WHAT THIS TASK INVOLVES:
Look through the data for the string "subprotocols". Copy every line where it is found.
# # # # # # #
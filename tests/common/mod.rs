#![allow(
    clippy::unwrap_used,
    clippy::missing_panics_doc,
    reason = "Do not need additional syntax for setting up tests"
)]
#![allow(
    unused,
    reason = "Each test binary uses a different subset of the harness"
)]

use std::sync::atomic::{AtomicU32, Ordering};
use std::sync::{Arc, Mutex};
use std::time::Duration;

use async_trait::async_trait;
use tokio::sync::{mpsc, watch};
use tokio::time::timeout;
use ws_warden::error::TransportFailure;
use ws_warden::transport::{
    ConnectTarget, Transport, TransportEvent, TransportEvents, TransportHandle,
};
use ws_warden::{CloseCode, ConnectorListener, Error, Message, Status};

pub const WAIT: Duration = Duration::from_secs(2);

/// What the connector asked a live connection to do.
#[derive(Debug, PartialEq, Eq)]
pub enum Outgoing {
    Message(Message),
    Ping,
    Cancel { code: CloseCode },
}

/// One accepted connection: the event sender the test scripts, plus the
/// stream of outbound commands the connector issued on it.
pub struct Link {
    pub events: TransportEvents,
    pub outgoing: mpsc::UnboundedReceiver<Outgoing>,
}

impl Link {
    pub async fn next_outgoing(&mut self) -> Outgoing {
        timeout(WAIT, self.outgoing.recv())
            .await
            .expect("timed out waiting for an outbound command")
            .expect("connection dropped")
    }
}

/// In-process transport scripted by tests: connections either fail from a
/// budget of synthetic errors or succeed and hand the test a [`Link`].
pub struct ScriptedTransport {
    fail_budget: AtomicU32,
    links: mpsc::UnboundedSender<Link>,
}

impl ScriptedTransport {
    pub fn create() -> (Arc<Self>, mpsc::UnboundedReceiver<Link>) {
        let (links, accepted) = mpsc::unbounded_channel();
        (
            Arc::new(Self {
                fail_budget: AtomicU32::new(0),
                links,
            }),
            accepted,
        )
    }

    /// Make the next `attempts` connection attempts fail.
    pub fn fail_next(&self, attempts: u32) {
        self.fail_budget.store(attempts, Ordering::SeqCst);
    }
}

#[async_trait]
impl Transport for ScriptedTransport {
    async fn connect(
        &self,
        _target: &ConnectTarget,
        subprotocols: &[String],
        events: TransportEvents,
    ) -> ws_warden::Result<Box<dyn TransportHandle>> {
        let refused = self
            .fail_budget
            .fetch_update(Ordering::SeqCst, Ordering::SeqCst, |n| n.checked_sub(1))
            .is_ok();
        if refused {
            return Err(TransportFailure {
                code: 61,
                domain: "io".to_owned(),
                message: "connection refused".to_owned(),
            }
            .into());
        }

        let _ = events.send(TransportEvent::DidOpen {
            subprotocol: subprotocols.first().cloned(),
        });

        let (outgoing_tx, outgoing_rx) = mpsc::unbounded_channel();
        let _ = self.links.send(Link {
            events: events.clone(),
            outgoing: outgoing_rx,
        });

        Ok(Box::new(ScriptedHandle {
            events,
            outgoing: outgoing_tx,
        }))
    }
}

struct ScriptedHandle {
    events: TransportEvents,
    outgoing: mpsc::UnboundedSender<Outgoing>,
}

impl TransportHandle for ScriptedHandle {
    fn send(&self, message: Message) -> ws_warden::Result<()> {
        self.outgoing
            .send(Outgoing::Message(message))
            .map_err(|_| closed())
    }

    fn send_ping(&self) -> ws_warden::Result<()> {
        self.outgoing.send(Outgoing::Ping).map_err(|_| closed())
    }

    fn cancel(&self, code: CloseCode, _reason: Option<Vec<u8>>) {
        let _ = self.outgoing.send(Outgoing::Cancel { code });
        // Local cancels complete promptly; a non-sendable code is reported
        // back as Invalid.
        let reported = if code.is_sendable() {
            code
        } else {
            CloseCode::Invalid
        };
        let _ = self.events.send(TransportEvent::DidClose {
            code: reported,
            data: None,
        });
    }
}

fn closed() -> Error {
    TransportFailure {
        code: 0,
        domain: "connection".to_owned(),
        message: "connection is closed".to_owned(),
    }
    .into()
}

/// Stream of connections accepted by a [`ScriptedTransport`].
pub type LinkStream = mpsc::UnboundedReceiver<Link>;

pub async fn next_link(accepted: &mut LinkStream) -> Link {
    timeout(WAIT, accepted.recv())
        .await
        .expect("timed out waiting for a connection")
        .expect("transport dropped")
}

pub async fn wait_for_status(
    statuses: &mut watch::Receiver<Status>,
    predicate: impl FnMut(&Status) -> bool,
) -> Status {
    timeout(WAIT, statuses.wait_for(predicate))
        .await
        .expect("timed out waiting for a status")
        .expect("status channel closed")
        .clone()
}

/// Poll until `predicate` holds; listener callbacks run on the dispatcher
/// task, so observations can lag the watch channel slightly.
pub async fn wait_until(mut predicate: impl FnMut() -> bool) {
    timeout(WAIT, async {
        while !predicate() {
            tokio::time::sleep(Duration::from_millis(5)).await;
        }
    })
    .await
    .expect("condition not reached in time");
}

/// Listener recording every transition, message and error it observes.
#[derive(Default)]
pub struct Recorder {
    pub statuses: Mutex<Vec<(Status, Status)>>,
    pub messages: Mutex<Vec<Message>>,
    pub errors: AtomicU32,
}

impl ConnectorListener for Recorder {
    fn on_status(&self, old: &Status, new: &Status) {
        self.statuses
            .lock()
            .unwrap()
            .push((old.clone(), new.clone()));
    }

    fn on_message(&self, message: Message) {
        self.messages.lock().unwrap().push(message);
    }

    fn on_error(&self, _error: &Error) {
        self.errors.fetch_add(1, Ordering::SeqCst);
    }
}

/// A target the scripted transport never dials.
pub fn target() -> ConnectTarget {
    ConnectTarget::url("ws://127.0.0.1:9").unwrap()
}
/// The state-machine variable group protected by the supervisor lock.
struct State {
    status: Status,
    retry_times: u32,
    retrying: bool,
    /// Identity of the current connection attempt. Transport events tagged
    /// with an older epoch are dropped.
    epoch: u64,
    handle: Option<Box<dyn TransportHandle>>,
    /// Subprotocol stashed when `DidOpen` outruns the connect result.
    awaiting_open: Option<OpenedInfo>,
    /// Cause recorded for a locally initiated close, consumed on `DidClose`.
    pending_close: Option<PendingClose>,
    connect_task: Option<JoinHandle<()>>,
    pump_task: Option<JoinHandle<()>>,
    retry_task: Option<JoinHandle<()>>,
    monitor_task: Option<JoinHandle<()>>,
    path: PathStatus,
    retrier: Option<RetryPolicy>,
    opened_at: Option<Instant>,
}

struct OpenedInfo {
    subprotocol: Option<String>,
}

struct PendingClose {
    reason: Option<CloseReason>,
}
# # # # # # #
EXERCISE ANSWER:
        subprotocols: &[String],
            subprotocol: subprotocols.first().cloned(),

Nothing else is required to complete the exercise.